» **WHAT IS EXPECTED**:
When copying the data, keep every line exactly the same.

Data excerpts
::::

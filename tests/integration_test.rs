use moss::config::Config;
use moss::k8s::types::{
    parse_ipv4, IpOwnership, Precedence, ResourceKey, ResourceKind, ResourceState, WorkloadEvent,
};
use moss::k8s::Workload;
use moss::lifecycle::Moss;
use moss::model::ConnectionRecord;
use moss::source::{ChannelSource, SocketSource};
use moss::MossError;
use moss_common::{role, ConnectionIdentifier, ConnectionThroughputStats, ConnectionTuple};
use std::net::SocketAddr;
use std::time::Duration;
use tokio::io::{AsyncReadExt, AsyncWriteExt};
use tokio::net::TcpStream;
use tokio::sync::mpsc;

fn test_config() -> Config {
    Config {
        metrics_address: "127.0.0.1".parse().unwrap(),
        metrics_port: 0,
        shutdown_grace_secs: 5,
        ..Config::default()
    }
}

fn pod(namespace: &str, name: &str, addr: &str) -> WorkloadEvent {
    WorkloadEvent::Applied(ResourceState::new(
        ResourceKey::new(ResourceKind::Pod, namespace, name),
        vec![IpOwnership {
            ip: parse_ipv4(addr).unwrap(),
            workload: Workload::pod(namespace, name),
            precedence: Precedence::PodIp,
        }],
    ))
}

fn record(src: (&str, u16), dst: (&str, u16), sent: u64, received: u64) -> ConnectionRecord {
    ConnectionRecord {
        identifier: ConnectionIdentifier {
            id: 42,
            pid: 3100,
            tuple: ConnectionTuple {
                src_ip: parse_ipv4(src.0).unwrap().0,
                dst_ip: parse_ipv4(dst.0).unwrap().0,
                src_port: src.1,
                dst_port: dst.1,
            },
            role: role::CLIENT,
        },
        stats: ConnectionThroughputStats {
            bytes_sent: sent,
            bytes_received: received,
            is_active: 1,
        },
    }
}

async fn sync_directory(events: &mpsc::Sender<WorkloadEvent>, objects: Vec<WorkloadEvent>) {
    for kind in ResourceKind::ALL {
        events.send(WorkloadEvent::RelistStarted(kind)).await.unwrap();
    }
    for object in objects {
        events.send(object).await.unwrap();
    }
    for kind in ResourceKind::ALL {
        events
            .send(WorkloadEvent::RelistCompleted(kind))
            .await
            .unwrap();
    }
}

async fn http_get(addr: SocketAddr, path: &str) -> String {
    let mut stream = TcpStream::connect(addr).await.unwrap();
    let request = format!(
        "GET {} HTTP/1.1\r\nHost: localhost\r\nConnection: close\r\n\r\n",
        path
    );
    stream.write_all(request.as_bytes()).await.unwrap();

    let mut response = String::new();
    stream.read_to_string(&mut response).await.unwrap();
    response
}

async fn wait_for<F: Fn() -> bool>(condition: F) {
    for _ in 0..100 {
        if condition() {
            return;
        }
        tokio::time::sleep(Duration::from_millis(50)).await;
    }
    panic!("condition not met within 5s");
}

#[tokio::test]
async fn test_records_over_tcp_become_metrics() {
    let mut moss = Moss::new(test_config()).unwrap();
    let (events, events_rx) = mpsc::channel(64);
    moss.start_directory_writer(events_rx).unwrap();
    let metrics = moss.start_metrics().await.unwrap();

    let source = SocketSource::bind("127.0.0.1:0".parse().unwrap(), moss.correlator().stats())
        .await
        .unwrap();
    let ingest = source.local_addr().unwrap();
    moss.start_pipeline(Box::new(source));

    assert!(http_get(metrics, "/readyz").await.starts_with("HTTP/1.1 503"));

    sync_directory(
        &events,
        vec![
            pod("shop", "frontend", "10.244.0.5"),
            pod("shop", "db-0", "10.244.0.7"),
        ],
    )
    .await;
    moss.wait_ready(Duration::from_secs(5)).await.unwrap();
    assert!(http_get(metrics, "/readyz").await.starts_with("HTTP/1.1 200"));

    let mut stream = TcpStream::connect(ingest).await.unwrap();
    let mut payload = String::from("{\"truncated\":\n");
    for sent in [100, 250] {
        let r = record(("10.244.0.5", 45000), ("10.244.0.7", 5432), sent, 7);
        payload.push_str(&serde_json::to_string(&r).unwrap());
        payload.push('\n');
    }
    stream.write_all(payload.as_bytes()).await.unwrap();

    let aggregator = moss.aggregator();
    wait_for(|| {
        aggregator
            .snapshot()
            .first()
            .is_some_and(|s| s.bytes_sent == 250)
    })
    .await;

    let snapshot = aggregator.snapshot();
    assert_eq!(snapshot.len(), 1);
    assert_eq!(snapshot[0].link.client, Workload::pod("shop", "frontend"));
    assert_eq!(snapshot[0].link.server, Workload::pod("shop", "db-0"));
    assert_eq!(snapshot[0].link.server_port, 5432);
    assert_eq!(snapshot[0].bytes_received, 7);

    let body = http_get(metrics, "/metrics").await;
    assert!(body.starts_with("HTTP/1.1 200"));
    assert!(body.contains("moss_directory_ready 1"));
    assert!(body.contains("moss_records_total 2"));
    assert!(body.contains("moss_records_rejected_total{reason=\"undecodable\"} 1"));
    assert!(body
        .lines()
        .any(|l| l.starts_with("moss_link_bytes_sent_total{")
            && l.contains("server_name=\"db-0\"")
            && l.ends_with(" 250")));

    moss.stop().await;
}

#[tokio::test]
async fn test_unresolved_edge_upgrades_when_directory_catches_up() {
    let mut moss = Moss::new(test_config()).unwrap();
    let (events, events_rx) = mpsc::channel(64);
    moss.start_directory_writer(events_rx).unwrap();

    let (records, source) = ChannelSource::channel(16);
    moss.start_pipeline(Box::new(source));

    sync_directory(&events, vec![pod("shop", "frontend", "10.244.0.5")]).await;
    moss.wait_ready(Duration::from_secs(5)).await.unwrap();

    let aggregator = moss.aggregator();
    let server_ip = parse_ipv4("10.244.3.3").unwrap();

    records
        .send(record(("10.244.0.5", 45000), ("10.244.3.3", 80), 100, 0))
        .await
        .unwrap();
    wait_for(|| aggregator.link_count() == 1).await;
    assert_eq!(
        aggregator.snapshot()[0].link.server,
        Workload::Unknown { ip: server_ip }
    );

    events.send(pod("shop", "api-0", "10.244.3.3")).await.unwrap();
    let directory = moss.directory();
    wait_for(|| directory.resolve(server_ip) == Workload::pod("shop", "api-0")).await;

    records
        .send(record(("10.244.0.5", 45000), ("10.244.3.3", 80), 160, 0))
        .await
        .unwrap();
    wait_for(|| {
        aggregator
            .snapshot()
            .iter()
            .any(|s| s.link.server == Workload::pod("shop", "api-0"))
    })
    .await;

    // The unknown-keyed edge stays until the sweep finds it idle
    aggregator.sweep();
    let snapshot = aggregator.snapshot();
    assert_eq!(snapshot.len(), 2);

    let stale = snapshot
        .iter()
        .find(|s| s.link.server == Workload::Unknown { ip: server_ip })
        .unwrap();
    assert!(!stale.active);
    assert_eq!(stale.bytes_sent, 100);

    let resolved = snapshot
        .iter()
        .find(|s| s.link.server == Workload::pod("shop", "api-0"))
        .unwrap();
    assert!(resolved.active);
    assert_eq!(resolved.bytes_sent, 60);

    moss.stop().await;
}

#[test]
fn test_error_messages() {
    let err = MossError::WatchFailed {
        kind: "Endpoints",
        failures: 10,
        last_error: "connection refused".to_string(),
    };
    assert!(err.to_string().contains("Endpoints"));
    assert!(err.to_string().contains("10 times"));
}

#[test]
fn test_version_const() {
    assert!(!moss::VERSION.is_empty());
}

::::

» **RESULT FOR THIS EXERCISE**:
filename tests/integration_test.rs
use moss::config::Config;
use moss::k8s::types::{
    parse_ipv4, IpOwnership, Precedence, ResourceKey, ResourceKind, ResourceState, WorkloadEvent,
};
use moss::k8s::Workload;
use moss::lifecycle::Moss;
use moss::model::ConnectionRecord;
use moss::source::{ChannelSource, SocketSource};
use moss::MossError;
use moss_common::{role, ConnectionIdentifier, ConnectionThroughputStats, ConnectionTuple};
use std::net::SocketAddr;
use std::time::Duration;
use tokio::io::{AsyncReadExt, AsyncWriteExt};
use tokio::net::TcpStream;
use tokio::sync::mpsc;

fn test_config() -> Config {
    Config {
        metrics_address: "127.0.0.1".parse().unwrap(),
        metrics_port: 0,
        shutdown_grace_secs: 5,
        ..Config::default()
    }
}

fn pod(namespace: &str, name: &str, addr: &str) -> WorkloadEvent {
    WorkloadEvent::Applied(ResourceState::new(
        ResourceKey::new(ResourceKind::Pod, namespace, name),
        vec![IpOwnership {
            ip: parse_ipv4(addr).unwrap(),
            workload: Workload::pod(namespace, name),
            precedence: Precedence::PodIp,
        }],
    ))
}

fn record(src: (&str, u16), dst: (&str, u16), sent: u64, received: u64) -> ConnectionRecord {
    ConnectionRecord {
        identifier: ConnectionIdentifier {
            id: 42,
            pid: 3100,
            tuple: ConnectionTuple {
                src_ip: parse_ipv4(src.0).unwrap().0,
                dst_ip: parse_ipv4(dst.0).unwrap().0,
                src_port: src.1,
                dst_port: dst.1,
            },
            role: role::CLIENT,
        },
        stats: ConnectionThroughputStats {
            bytes_sent: sent,
            bytes_received: received,
            is_active: 1,
        },
    }
}

async fn sync_directory(events: &mpsc::Sender<WorkloadEvent>, objects: Vec<WorkloadEvent>) {
    for kind in ResourceKind::ALL {
        events.send(WorkloadEvent::RelistStarted(kind)).await.unwrap();
    }
    for object in objects {
        events.send(object).await.unwrap();
    }
    for kind in ResourceKind::ALL {
        events
            .send(WorkloadEvent::RelistCompleted(kind))
            .await
            .unwrap();
    }
}

async fn http_get(addr: SocketAddr, path: &str) -> String {
    let mut stream = TcpStream::connect(addr).await.unwrap();
    let request = format!(
        "GET {} HTTP/1.1\r\nHost: localhost\r\nConnection: close\r\n\r\n",
        path
    );
    stream.write_all(request.as_bytes()).await.unwrap();

    let mut response = String::new();
    stream.read_to_string(&mut response).await.unwrap();
    response
}

async fn wait_for<F: Fn() -> bool>(condition: F) {
    for _ in 0..100 {
        if condition() {
            return;
        }
        tokio::time::sleep(Duration::from_millis(50)).await;
    }
    panic!("condition not met within 5s");
}

#[tokio::test]
async fn test_records_over_tcp_become_metrics() {
    let mut moss = Moss::new(test_config()).unwrap();
    let (events, events_rx) = mpsc::channel(64);
    moss.start_directory_writer(events_rx).unwrap();
    let metrics = moss.start_metrics().await.unwrap();

    let source = SocketSource::bind("127.0.0.1:0".parse().unwrap(), moss.correlator().stats())
        .await
        .unwrap();
    let ingest = source.local_addr().unwrap();
    moss.start_pipeline(Box::new(source));

    assert!(http_get(metrics, "/readyz").await.starts_with("HTTP/1.1 503"));

    sync_directory(
        &events,
        vec![
            pod("shop", "frontend", "10.244.0.5"),
            pod("shop", "db-0", "10.244.0.7"),
        ],
    )
    .await;
    moss.wait_ready(Duration::from_secs(5)).await.unwrap();
    assert!(http_get(metrics, "/readyz").await.starts_with("HTTP/1.1 200"));

    let mut stream = TcpStream::connect(ingest).await.unwrap();
    let mut payload = String::from("{\"truncated\":\n");
    for sent in [100, 250] {
        let r = record(("10.244.0.5", 45000), ("10.244.0.7", 5432), sent, 7);
        payload.push_str(&serde_json::to_string(&r).unwrap());
        payload.push('\n');
    }
    stream.write_all(payload.as_bytes()).await.unwrap();

    let aggregator = moss.aggregator();
    wait_for(|| {
        aggregator
            .snapshot()
            .first()
            .is_some_and(|s| s.bytes_sent == 250)
    })
    .await;

    let snapshot = aggregator.snapshot();
    assert_eq!(snapshot.len(), 1);
    assert_eq!(snapshot[0].link.client, Workload::pod("shop", "frontend"));
    assert_eq!(snapshot[0].link.server, Workload::pod("shop", "db-0"));
    assert_eq!(snapshot[0].link.server_port, 5432);
    assert_eq!(snapshot[0].bytes_received, 7);

    let body = http_get(metrics, "/metrics").await;
    assert!(body.starts_with("HTTP/1.1 200"));
    assert!(body.contains("moss_directory_ready 1"));
    assert!(body.contains("moss_records_total 2"));
    assert!(body.contains("moss_records_rejected_total{reason=\"undecodable\"} 1"));
    assert!(body
        .lines()
        .any(|l| l.starts_with("moss_link_bytes_sent_total{")
            && l.contains("server_name=\"db-0\"")
            && l.ends_with(" 250")));

    moss.stop().await;
}

#[tokio::test]
async fn test_unresolved_edge_upgrades_when_directory_catches_up() {
    let mut moss = Moss::new(test_config()).unwrap();
    let (events, events_rx) = mpsc::channel(64);
    moss.start_directory_writer(events_rx).unwrap();

    let (records, source) = ChannelSource::channel(16);
    moss.start_pipeline(Box::new(source));

    sync_directory(&events, vec![pod("shop", "frontend", "10.244.0.5")]).await;
    moss.wait_ready(Duration::from_secs(5)).await.unwrap();

    let aggregator = moss.aggregator();
    let server_ip = parse_ipv4("10.244.3.3").unwrap();

    records
        .send(record(("10.244.0.5", 45000), ("10.244.3.3", 80), 100, 0))
        .await
        .unwrap();
    wait_for(|| aggregator.link_count() == 1).await;
    assert_eq!(
        aggregator.snapshot()[0].link.server,
        Workload::Unknown { ip: server_ip }
    );

    events.send(pod("shop", "api-0", "10.244.3.3")).await.unwrap();
    let directory = moss.directory();
    wait_for(|| directory.resolve(server_ip) == Workload::pod("shop", "api-0")).await;

    records
        .send(record(("10.244.0.5", 45000), ("10.244.3.3", 80), 160, 0))
        .await
        .unwrap();
    wait_for(|| {
        aggregator
            .snapshot()
            .iter()
            .any(|s| s.link.server == Workload::pod("shop", "api-0"))
    })
    .await;

    // The unknown-keyed edge stays until the sweep finds it idle
    aggregator.sweep();
    let snapshot = aggregator.snapshot();
    assert_eq!(snapshot.len(), 2);

    let stale = snapshot
        .iter()
        .find(|s| s.link.server == Workload::Unknown { ip: server_ip })
        .unwrap();
    assert!(!stale.active);
    assert_eq!(stale.bytes_sent, 100);

    let resolved = snapshot
        .iter()
        .find(|s| s.link.server == Workload::pod("shop", "api-0"))
        .unwrap();
    assert!(resolved.active);
    assert_eq!(resolved.bytes_sent, 60);

    moss.stop().await;
}

#[test]
fn test_error_messages() {
    let err = MossError::WatchFailed {
        kind: "Endpoints",
        failures: 10,
        last_error: "connection refused".to_string(),
    };
    assert!(err.to_string().contains("Endpoints"));
    assert!(err.to_string().contains("10 times"));
}

#[test]
fn test_version_const() {
    assert!(!moss::VERSION.is_empty());
}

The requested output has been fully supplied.